> Work request
Could you copy, exactly as written, every line from the first line of the records through the one containing "use crate::council::role::Role;"?
___ Provided records ___
//! Prompt templates for the council flow
//!
//! Role templates are configuration data: one row per `(Mode, Phase, Role)`.
//! The round builder looks rows up and never branches on role itself.

use crate::council::emergent::EmergentIdea;
use crate::council::entities::Phase;
use crate::council::mode::Mode;
use crate::council::role::Role;

/// Fixed instructional text for one role in one phase
#[derive(Debug, Clone, Copy, PartialEq, Eq)]
pub struct RoleTemplate {
    pub mode: Mode,
    pub phase: Phase,
    pub role: Role,
    /// System prompt for the session
    pub system: &'static str,
    /// Instruction appended after the task and any drafts
    pub instruction: &'static str,
}

const COLLABORATIVE_DRAFT: &str = r#"Draft your own complete answer to the task.
Be concrete: name components, steps and trade-offs. Use bullet points for distinct ideas."#;

const COLLABORATIVE_IMPROVE: &str = r#"Above are your original draft and the drafts of the other council members.
Write an improved version of your answer:
1. Incorporate the strongest ideas, whichever draft they came from
2. Drop weak material, including your own
3. Look for syntheses no single draft contained
Return the full improved answer, not a diff."#;

const ADVERSARIAL_DRAFT: &str = r#"Take a clear position on the task and defend it with reasoning.
End your answer with exactly these two lines:
POSITION: <your recommendation in one line>
CONFIDENCE: <1-10>/10"#;

const ADVERSARIAL_ATTACK: &str = r#"Above are your own draft and the leading draft chosen for stress-testing.
Attack the leading draft:
1. Find flaws, unstated assumptions and failure modes
2. Argue for every point where your draft diverges and yours is stronger
3. Rate each issue on its own line as "- [FATAL] ...", "- [MAJOR] ..." or "- [MINOR] ..."
End with exactly one line:
RECOMMENDATION: STAND | MODIFY | REJECT"#;

/// The template table, keyed by `(Mode, Phase, Role)`
const TEMPLATES: &[RoleTemplate] = &[
    // ==================== Collaborative ====================
    RoleTemplate {
        mode: Mode::Collaborative,
        phase: Phase::Draft,
        role: Role::Visionary,
        system: r#"You are the Visionary on a three-member council.
You favour ambitious, forward-looking approaches and are not afraid of unconventional ideas."#,
        instruction: COLLABORATIVE_DRAFT,
    },
    RoleTemplate {
        mode: Mode::Collaborative,
        phase: Phase::Draft,
        role: Role::Pragmatist,
        system: r#"You are the Pragmatist on a three-member council.
You favour approaches that ship quickly, are simple to operate and hold up in production."#,
        instruction: COLLABORATIVE_DRAFT,
    },
    RoleTemplate {
        mode: Mode::Collaborative,
        phase: Phase::Draft,
        role: Role::Skeptic,
        system: r#"You are the Skeptic on a three-member council.
You look for risks, edge cases, hidden costs and the ways a plan fails."#,
        instruction: COLLABORATIVE_DRAFT,
    },
    RoleTemplate {
        mode: Mode::Collaborative,
        phase: Phase::Improve,
        role: Role::Visionary,
        system: r#"You are the Visionary on a three-member council, now revising your draft.
Keep your ambition, but adopt any peer idea that is simply better."#,
        instruction: COLLABORATIVE_IMPROVE,
    },
    RoleTemplate {
        mode: Mode::Collaborative,
        phase: Phase::Improve,
        role: Role::Pragmatist,
        system: r#"You are the Pragmatist on a three-member council, now revising your draft.
Ground the best peer ideas in something that can actually be built and run."#,
        instruction: COLLABORATIVE_IMPROVE,
    },
    RoleTemplate {
        mode: Mode::Collaborative,
        phase: Phase::Improve,
        role: Role::Skeptic,
        system: r#"You are the Skeptic on a three-member council, now revising your draft.
Fold in peer ideas that survive scrutiny and keep the risks that still matter."#,
        instruction: COLLABORATIVE_IMPROVE,
    },
    // ==================== Adversarial ====================
    RoleTemplate {
        mode: Mode::Adversarial,
        phase: Phase::Draft,
        role: Role::Advocate,
        system: r#"You are the Advocate on a three-member council.
Give the strongest direct answer you can and commit to it."#,
        instruction: ADVERSARIAL_DRAFT,
    },
    RoleTemplate {
        mode: Mode::Adversarial,
        phase: Phase::Draft,
        role: Role::Contrarian,
        system: r#"You are the Contrarian on a three-member council.
Seriously explore the position most people would dismiss, and take it if it holds up."#,
        instruction: ADVERSARIAL_DRAFT,
    },
    RoleTemplate {
        mode: Mode::Adversarial,
        phase: Phase::Draft,
        role: Role::Analyst,
        system: r#"You are the Analyst on a three-member council.
Weigh evidence and trade-offs neutrally before choosing a position."#,
        instruction: ADVERSARIAL_DRAFT,
    },
    RoleTemplate {
        mode: Mode::Adversarial,
        phase: Phase::Attack,
        role: Role::Advocate,
        system: r#"You are the Advocate, now acting as an attacker.
Be rigorous and specific; a vague objection is worth nothing."#,
        instruction: ADVERSARIAL_ATTACK,
    },
    RoleTemplate {
        mode: Mode::Adversarial,
        phase: Phase::Attack,
        role: Role::Contrarian,
        system: r#"You are the Contrarian, now acting as an attacker.
Press hardest where the leading draft ignores the opposing view."#,
        instruction: ADVERSARIAL_ATTACK,
    },
    RoleTemplate {
        mode: Mode::Adversarial,
        phase: Phase::Attack,
        role: Role::Analyst,
        system: r#"You are the Analyst, now acting as an attacker.
Test every claim in the leading draft against the evidence."#,
        instruction: ADVERSARIAL_ATTACK,
    },
];

/// Look up the template row for a role in a phase
pub fn role_template(mode: Mode, phase: Phase, role: Role) -> Option<&'static RoleTemplate> {
    TEMPLATES
        .iter()
        .find(|t| t.mode == mode && t.phase == phase && t.role == role)
}

/// Templates for the synthesizer/judge, which is not a council role
pub struct PromptTemplate;

impl PromptTemplate {
    /// System prompt for the collaborative synthesizer
    pub fn synthesis_system() -> &'static str {
        r#"You are the moderator of a three-member council synthesizing their improved answers.
Your task is to:
1. Merge the answers into one coherent final answer
2. Resolve conflicts by choosing the better-supported position
3. Keep every idea that appears in only one answer unless it is clearly wrong
Never just concatenate the answers or pick one of them."#
    }

    /// System prompt for the adversarial judge
    pub fn judge_system() -> &'static str {
        r#"You are the judge of an adversarial council.
Check each critique for validity against the leading draft and the original drafts.
Only a valid critique may change the outcome. Be decisive and concise."#
    }

    /// Judge output contract, appended to every judge prompt
    pub fn judge_instruction() -> &'static str {
        r#"Produce the final answer, revised only where valid critiques require it.
Then end with exactly these lines:
VERDICT: SURVIVED | MODIFIED | OVERTURNED
CONFIDENCE: HIGH | MEDIUM | CONTESTED"#
    }

    /// Instruction for the judge when the council agreed
    pub fn consensus_instruction() -> &'static str {
        r#"The council reached consensus. Merge the drafts above into one final answer,
keeping the strongest supporting arguments from each."#
    }

    /// Synthesis instruction, optionally listing ideas found in only one draft
    pub fn synthesis_instruction(emergent: &[EmergentIdea]) -> String {
        let mut instruction = String::from(
            "Write the final answer based on all improved drafts above.\n",
        );

        if !emergent.is_empty() {
            instruction.push_str(
                "\nThese ideas appear in only one draft. Address each one explicitly:\n",
            );
            for idea in emergent {
                instruction.push_str(&format!("- ({}) {}\n", idea.source.label(), idea.text));
            }
        }

        instruction.push_str("\nFormat your response with clear markdown headers.");
        instruction
    }
}

#[cfg(test)]
mod tests {
    use super::*;

    #[test]
    fn test_every_roster_role_has_draft_template() {
        for mode in [Mode::Collaborative, Mode::Adversarial] {
            for role in mode.roster() {
                assert!(role_template(mode, Phase::Draft, role).is_some());
            }
        }
    }

    #[test]
    fn test_improve_and_attack_rows_exist() {
        for role in Mode::Collaborative.roster() {
            assert!(role_template(Mode::Collaborative, Phase::Improve, role).is_some());
        }
        for role in Mode::Adversarial.roster() {
            assert!(role_template(Mode::Adversarial, Phase::Attack, role).is_some());
        }
    }

    #[test]
    fn test_no_cross_mode_rows() {
        assert!(role_template(Mode::Collaborative, Phase::Attack, Role::Visionary).is_none());
        assert!(role_template(Mode::Adversarial, Phase::Improve, Role::Advocate).is_none());
        assert!(role_template(Mode::Adversarial, Phase::Draft, Role::Skeptic).is_none());
    }

    #[test]
    fn test_table_keys_are_unique() {
        for (i, a) in TEMPLATES.iter().enumerate() {
            for b in &TEMPLATES[i + 1..] {
                assert!(
                    !(a.mode == b.mode && a.phase == b.phase && a.role == b.role),
                    "duplicate row for {:?}/{:?}/{:?}",
                    a.mode,
                    a.phase,
                    a.role
                );
            }
        }
    }

    #[test]
    fn test_improve_instruction_wording() {
        let t = role_template(Mode::Collaborative, Phase::Improve, Role::Skeptic).unwrap();
        assert!(t.instruction.contains("Incorporate the strongest ideas"));
        assert!(t.instruction.contains("Drop weak material"));
        assert!(t.instruction.contains("syntheses no single draft contained"));
    }

    #[test]
    fn test_synthesis_instruction_lists_emergent_ideas() {
        let emergent = vec![EmergentIdea {
            source: Role::Pragmatist,
            text: "Use a bloom filter".to_string(),
        }];
        let instruction = PromptTemplate::synthesis_instruction(&emergent);
        assert!(instruction.contains("(Pragmatist) Use a bloom filter"));

        let plain = PromptTemplate::synthesis_instruction(&[]);
        assert!(!plain.contains("only one draft"));
    }
}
___
> Your solution
//! Prompt templates for the council flow
//!
//! Role templates are configuration data: one row per `(Mode, Phase, Role)`.
//! The round builder looks rows up and never branches on role itself.

use crate::council::emergent::EmergentIdea;
use crate::council::entities::Phase;
use crate::council::mode::Mode;
use crate::council::role::Role;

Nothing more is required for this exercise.